O risco da banalização
O sexólogo e coordenador do Departamento de Medicina do Hospital Mater Dei, Gerson Lopes,
acredita que faz parte da juventude viver conflitos e novas experiências. No entanto, alerta que essa banalização do
beijo pode não ser positiva. “Quando começou a existir o ficar, o beijo foi perdendo o significado. Antes, era extremamente valorizado. Hoje, foi para o extremo oposto e isso é uma preocupação. Afinal, o beijo não dever ser algo descartável. Uma geração romanceava e a outra banaliza. Já ouvi jovens de 17 anos dizerem que quando lembram o nome da
menina é porque já estão de rolo.”
Para ele, esse é um reflexo de uma sociedade permissiva e consumista demais. Esse tipo de comportamento pode trazer conseqüências negativas como, por exemplo, a inversão de alguns valores. “O beijo não pode ser motivo de competição.

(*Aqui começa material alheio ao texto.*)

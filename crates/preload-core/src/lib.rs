// Copyright 2025 eraflo
//
// Licensed under the Apache License, Version 2.0 (the "License");
// you may not use this file except in compliance with the License.
// You may obtain a copy of the License at
//
//     http://www.apache.org/licenses/LICENSE-2.0
//
// Unless required by applicable law or agreed to in writing, software
// distributed under the License is distributed on an "AS IS" BASIS,
// WITHOUT WARRANTIES OR CONDITIONS OF ANY KIND, either express or implied.
// See the License for the specific language governing permissions and
// limitations under the License.

//! Foundational types and contracts for the Preload asset loader.
//!
//! This crate holds everything the other crates agree on: the asset payload
//! types, the request and table types the aggregator works with, the error
//! taxonomy of a single load, and the collaborator traits the loader consumes
//! without implementing (fetching bytes from a source location).

#![warn(missing_docs)]

pub mod asset;
pub mod config;
pub mod io;

pub use asset::{
    Asset, AssetHandle, AssetKind, ImageData, LoadError, LoadRequest, LoadedAsset,
    LoadedAssetTable, SoundData,
};
pub use config::LoaderConfig;
pub use io::AssetFetcher;
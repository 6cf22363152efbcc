// Copyright 2025 eraflo
//
// Licensed under the Apache License, Version 2.0 (the "License");
// you may not use this file except in compliance with the License.
// You may obtain a copy of the License at
//
//     http://www.apache.org/licenses/LICENSE-2.0
//
// Unless required by applicable law or agreed to in writing, software
// distributed under the License is distributed on an "AS IS" BASIS,
// WITHOUT WARRANTIES OR CONDITIONS OF ANY KIND, either express or implied.
// See the License for the specific language governing permissions and
// limitations under the License.

//! Metric identifiers and values.

pub mod registry;

use std::fmt;

/// Identifies a metric by namespace and name, e.g. `assets:load_time`.
#[derive(Debug, Clone, PartialEq, Eq, Hash, PartialOrd, Ord)]
pub struct MetricId {
    /// The broad category of the metric (e.g., "assets").
    pub namespace: String,
    /// The specific name of the metric (e.g., "failed_total").
    pub name: String,
}

impl MetricId {
    /// Creates a new `MetricId` with a namespace and a name.
    pub fn new(namespace: impl Into<String>, name: impl Into<String>) -> Self {
        Self {
            namespace: namespace.into(),
            name: name.into(),
        }
    }
}

impl fmt::Display for MetricId {
    fn fmt(&self, f: &mut fmt::Formatter<'_>) -> fmt::Result {
        write!(f, "{}:{}", self.namespace, self.name)
    }
}

/// The current value of a metric.
#[derive(Debug, Clone, PartialEq)]
pub enum MetricValue {
    /// A monotonically increasing count.
    Counter(u64),
    /// A distribution of samples across fixed buckets.
    Histogram {
        /// The raw samples recorded.
        samples: Vec<f64>,
        /// The upper bounds of the histogram buckets.
        bucket_bounds: Vec<f64>,
        /// The count of samples within each bucket. Samples above the last
        /// bound are only kept in `samples`.
        bucket_counts: Vec<u64>,
    },
}

impl MetricValue {
    /// Returns the value as a `u64` if it is a `Counter`.
    pub fn as_counter(&self) -> Option<u64> {
        match self {
            MetricValue::Counter(v) => Some(*v),
            MetricValue::Histogram { .. } => None,
        }
    }

    /// The number of recorded samples if this is a `Histogram`.
    pub fn sample_count(&self) -> Option<usize> {
        match self {
            MetricValue::Histogram { samples, .. } => Some(samples.len()),
            MetricValue::Counter(_) => None,
        }
    }
}

/// Errors raised by the metrics registry.
#[derive(Debug, Clone, PartialEq, thiserror::Error)]
pub enum MetricsError {
    /// The requested metric was never registered.
    #[error("metric not found: {0}")]
    MetricNotFound(MetricId),
    /// A counter operation hit a histogram or vice versa.
    #[error("metric {0} has a different type")]
    TypeMismatch(MetricId),
    /// Histogram bucket bounds must be strictly increasing.
    #[error("invalid histogram buckets for {0}")]
    InvalidBuckets(MetricId),
}

/// Shorthand for metrics results.
pub type MetricsResult<T> = Result<T, MetricsError>;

A sexualidade não deve estar ligada à quantidade e sim à qualidade. E isso não pode ser levado para a vida adulta”, alerta. Um ponto a ser considerado também é a auto-estima e o saber se respeitar.
Gerson também lembra que, apesar de toda essa liberdade que a garotada prega, algumas máximas ainda são bem caretas e machistas. “A dupla moral ainda prevalece. A menina que beijou mais ainda é vista como galinha, enquanto o menino que beijou várias ainda é o orgulho do papai.”